Look closely, those stocks are out there right now.
Sunday, August 9, 2015
$401,000…the new 401K
Cash is king, again. Although it might not seem possible, cash has been one of the best performing assets in 2015. Forget the paltry, negligible interest rate return. I'm talking buying power!
Walter White might have had it right amassing a massive stash of cash, indeed, cash actually might be the new 401K
Portable, valuable, and with taxes already paid a pile of cash offer opportunities for purchasing distressed assets for a song.
Consider the killings made in 2008 and 2009 when weathered farmers came down from the hills with their crumpled bags of cash and picked up stocks, bonds, and even more farmland for….cash.
With the Fed poised to begin raising rates, most likely one of many in the coming months, the value of the dollar should subsequently increase.
Friday, August 7, 2015
Earnings Beat…Stock Sell-Off
Nothing like the sound of the Fed starting up its interest rate machine to destroy the gains in the stock market…as the 2nd quarter of earnings releases are announced, and approximately 90% BEATING estimates, one would surmise that this market would have taken off. Heck, historically years ending in 5 which are the last year of a lame duck presidency are the BEST…but alas it is not to be the case.
The flu started with the infection of Google which completely destroyed earnings (hey, it's great to be a total and utter monopoly and control the fate of the internet…that pays handsomely) to the upside. After crushing earnings and spiking some $60B in market cap during a single day, Wall Street lined up like a pack of hyenas for the next killing…Apple. That didn't turn out too well; over the past 2 weeks the largest public company on Earth gave up nearly 20% of its market cap. Facebook and Twitter would save them, right? Not to be. Billions more lost the following trading days.
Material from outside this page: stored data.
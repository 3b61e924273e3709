//! Per-object lock registry shared between rebalance walkers and the
//! foreground request handlers.
//!
//! Walkers take the read side before streaming or copying an object; the
//! write side is held by foreground mutating operations. Guards are owned
//! tokens: a walker moves its guard into the send submission and the guard
//! drop — on whichever path the submission ends — is the one and only
//! release for that acquisition.

use dashmap::DashMap;
use std::sync::Arc;
use tokio::sync::{OwnedRwLockReadGuard, OwnedRwLockWriteGuard, RwLock};

/// Held read lock on one object name.
pub type NameReadGuard = OwnedRwLockReadGuard<()>;
/// Held write lock on one object name.
pub type NameWriteGuard = OwnedRwLockWriteGuard<()>;

/// Name-keyed read-write lock registry.
///
/// Keys are canonical object unames (`provider://[ns/]bucket/objname`).
/// Entries are created on first use and reused for the registry's lifetime.
#[derive(Debug, Default)]
pub struct NameLocker {
    locks: DashMap<String, Arc<RwLock<()>>>,
}

impl NameLocker {
    /// Create an empty registry.
    pub fn new() -> Self {
        Self::default()
    }

    fn entry(&self, uname: &str) -> Arc<RwLock<()>> {
        self.locks
            .entry(uname.to_string())
            .or_insert_with(|| Arc::new(RwLock::new(())))
            .clone()
    }

    /// Acquire the read side, waiting for any writer to finish.
    pub async fn rlock(&self, uname: &str) -> NameReadGuard {
        self.entry(uname).read_owned().await
    }

    /// Acquire the write side, waiting for all readers to finish.
    pub async fn wlock(&self, uname: &str) -> NameWriteGuard {
        self.entry(uname).write_owned().await
    }

    /// Acquire the read side without waiting; `None` when a writer holds
    /// the name.
    pub fn try_rlock(&self, uname: &str) -> Option<NameReadGuard> {
        self.entry(uname).try_read_owned().ok()
    }

    /// Number of names ever locked (registry entries are reused, not
    /// evicted).
    pub fn len(&self) -> usize {
        self.locks.len()
    }

    /// Whether no name was ever locked.
    pub fn is_empty(&self) -> bool {
        self.locks.is_empty()
    }
}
Well surely blue chips like Disney wouldn't disappoint? Scratch that; because beating is no longer beating if the current trading cartels can justify after a call (in hindsight naturally) what was wrong in a beat. We're seeing any excuse to sell. Case in point, start-up Fitbit nearly quadrupled earnings yet is off some 25% since their announcement. Benjamin Graham said it well, "…in the short term the stock market is a voting machine."
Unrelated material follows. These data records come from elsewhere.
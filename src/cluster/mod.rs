//! Cluster-level types: bucket identity, membership snapshots, and the
//! deterministic placement oracle.

pub mod bucket;
pub mod placement;
pub mod smap;

pub use bucket::{Bck, Ns, Provider};
pub use placement::{mountpath_for, target_for};
pub use smap::{Smap, SmapOwner};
The list goes on and on, but the trend has taken place; biotech broke and the majority of tech got whacked too…the blue chips followed and underpinning all of this is a compete collapse in commodities.
Barron's had a great piece on commodities versus GDP growth…it wasn't pretty. If investors are to put stock in their article lower and lower commodity prices signal the end of robust growth.
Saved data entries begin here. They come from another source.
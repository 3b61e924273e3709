//! Mountpath health checker.
//!
//! When rebalance I/O trips an error, the walker signals this checker with
//! the failing path. The checker probes the owning mountpath (re-reads the
//! offending file, reads a few random files, writes a few temporary files)
//! and asks the dispatcher to disable the mountpath once the error limit is
//! exceeded.

use crate::config::FshcConfig;
use crate::fs::mountpath::{MountpathSet, WORK_DIR};
use rand::seq::SliceRandom;
use std::io;
use std::path::{Path, PathBuf};
use std::sync::Arc;
use tokio::io::AsyncWriteExt;
use tokio::sync::mpsc;
use tokio_util::sync::CancellationToken;
use tracing::{debug, error, info, warn};
use uuid::Uuid;

/// Listener notified when a mountpath is found faulty.
pub trait MountpathDispatcher: Send + Sync + 'static {
    /// Disable the mountpath; returns false when it was already disabled.
    fn disable_mountpath(&self, mpath: &Path, reason: &str) -> bool;
}

/// Handle used to signal I/O errors to the checker task.
#[derive(Debug, Clone)]
pub struct FsHealthChecker {
    tx: mpsc::Sender<PathBuf>,
    enabled: bool,
}

impl FsHealthChecker {
    /// Spawn the checker task. The task runs until `cancel` fires.
    pub fn spawn(
        config: FshcConfig,
        mpaths: MountpathSet,
        dispatcher: Arc<dyn MountpathDispatcher>,
        cancel: CancellationToken,
    ) -> FsHealthChecker {
        let (tx, rx) = mpsc::channel(100);
        let enabled = config.enabled;
        tokio::spawn(run(config, mpaths, dispatcher, rx, cancel));
        FsHealthChecker { tx, enabled }
    }

    /// Signal an I/O error on `fqn`. No-op when the checker is disabled;
    /// drops the signal when the queue is full.
    pub fn on_err(&self, fqn: &Path) {
        if !self.enabled {
            return;
        }
        if self.tx.try_send(fqn.to_path_buf()).is_err() {
            debug!(fqn = %fqn.display(), "health checker queue full, dropping signal");
        }
    }
}

async fn run(
    config: FshcConfig,
    mpaths: MountpathSet,
    dispatcher: Arc<dyn MountpathDispatcher>,
    mut rx: mpsc::Receiver<PathBuf>,
    cancel: CancellationToken,
) {
    info!("mountpath health checker running");
    loop {
        tokio::select! {
            _ = cancel.cancelled() => return,
            fqn = rx.recv() => {
                let Some(fqn) = fqn else { return };
                let Some(mpath) = mpaths.owner_of(&fqn).cloned() else {
                    error!(fqn = %fqn.display(), "cannot resolve mountpath for failed path");
                    continue;
                };
                probe_mountpath(&config, &mpath, &fqn, dispatcher.as_ref()).await;
            }
        }
    }
}

async fn probe_mountpath(
    config: &FshcConfig,
    mpath: &Path,
    fqn: &Path,
    dispatcher: &dyn MountpathDispatcher,
) {
    let (read_errs, write_errs, accessible) = test_mountpath(config, mpath, fqn).await;
    info!(
        mpath = %mpath.display(),
        read_errs,
        write_errs,
        limit = config.error_limit,
        "mountpath probe finished"
    );

    let passed = accessible && read_errs < config.error_limit && write_errs < config.error_limit;
    if passed {
        return;
    }

    let reason = if !accessible {
        "mountpath is unavailable".to_string()
    } else {
        format!("too many errors: {read_errs} read, {write_errs} write")
    };
    error!(mpath = %mpath.display(), reason, "disabling mountpath");
    if !dispatcher.disable_mountpath(mpath, &reason) {
        warn!(mpath = %mpath.display(), "mountpath already disabled");
    }
}

/// Probe one mountpath: re-read the offending file, read up to
/// `test_file_count` random files, write `test_file_count` temporary files.
async fn test_mountpath(config: &FshcConfig, mpath: &Path, fqn: &Path) -> (usize, usize, bool) {
    if tokio::fs::metadata(mpath).await.is_err() {
        return (0, 0, false);
    }

    let mut read_errs = 0;
    let mut reads = 0;

    if tokio::fs::metadata(fqn).await.map(|m| m.is_file()).unwrap_or(false) {
        reads += 1;
        if let Err(e) = try_read_file(fqn).await {
            if is_io_error(&e) {
                read_errs += 1;
            }
            warn!(fqn = %fqn.display(), error = %e, "probe re-read failed");
        }
    }

    while reads < config.test_file_count {
        reads += 1;
        match random_file(mpath).await {
            Ok(Some(victim)) => {
                if let Err(e) = try_read_file(&victim).await {
                    if is_io_error(&e) {
                        read_errs += 1;
                    }
                    warn!(fqn = %victim.display(), error = %e, "probe read failed");
                }
            }
            Ok(None) => break,
            Err(e) => {
                if is_io_error(&e) {
                    read_errs += 1;
                }
                warn!(mpath = %mpath.display(), error = %e, "probe file selection failed");
            }
        }
    }

    let mut write_errs = 0;
    for _ in 0..config.test_file_count {
        if let Err(e) = try_write_file(mpath, config.test_file_size).await {
            if is_io_error(&e) {
                write_errs += 1;
            }
            warn!(mpath = %mpath.display(), error = %e, "probe write failed");
        }
    }

    (read_errs, write_errs, true)
}

async fn try_read_file(fqn: &Path) -> io::Result<()> {
    let mut file = tokio::fs::File::open(fqn).await?;
    tokio::io::copy(&mut file, &mut tokio::io::sink()).await?;
    Ok(())
}

async fn try_write_file(mpath: &Path, size: u64) -> io::Result<()> {
    let dir = mpath.join(WORK_DIR);
    tokio::fs::create_dir_all(&dir).await?;
    let tmp = dir.join(format!("fshc-probe-{}", Uuid::new_v4()));

    let mut file = tokio::fs::File::create(&tmp).await?;
    let chunk = [0u8; 8192];
    let mut left = size;
    while left > 0 {
        let n = left.min(chunk.len() as u64) as usize;
        file.write_all(&chunk[..n]).await?;
        left -= n as u64;
    }
    file.sync_all().await?;
    drop(file);

    tokio::fs::remove_file(&tmp).await
}

/// Pick a random regular file anywhere under `root`, skipping the
/// bookkeeping trees.
async fn random_file(root: &Path) -> io::Result<Option<PathBuf>> {
    let mut dirs = vec![root.to_path_buf()];
    while let Some(dir) = dirs.pop() {
        let mut entries = Vec::new();
        let mut rd = tokio::fs::read_dir(&dir).await?;
        while let Some(entry) = rd.next_entry().await? {
            if entry.file_name().to_string_lossy().starts_with('.') {
                continue;
            }
            entries.push(entry);
        }
        entries.shuffle(&mut rand::thread_rng());
        for entry in entries {
            let ft = entry.file_type().await?;
            if ft.is_file() {
                return Ok(Some(entry.path()));
            }
            if ft.is_dir() {
                dirs.push(entry.path());
            }
        }
    }
    Ok(None)
}

fn is_io_error(e: &io::Error) -> bool {
    e.kind() != io::ErrorKind::NotFound
}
In short order the most powerful (and unelected) person in the world, Fed Chair Janet Yellen will almost certainly raise the Fed funds rate. The data and rhetoric has been too strong not to make a move now.
Recent results we've seen globally are, unfortunately, I believe, a precursor of what is going to happen over the coming months as global growth stalls, the Fed raises rates, and investors cash in significant gains accumulated since the last recession in the hopes of buying even lower. And lower. And lower still.
Probably a better idea to wait until there is not only clear inflation, but several sustained quarters of it before raising the Fed funds rate; cutting the fuel and pulling up the stick isn't a good combination.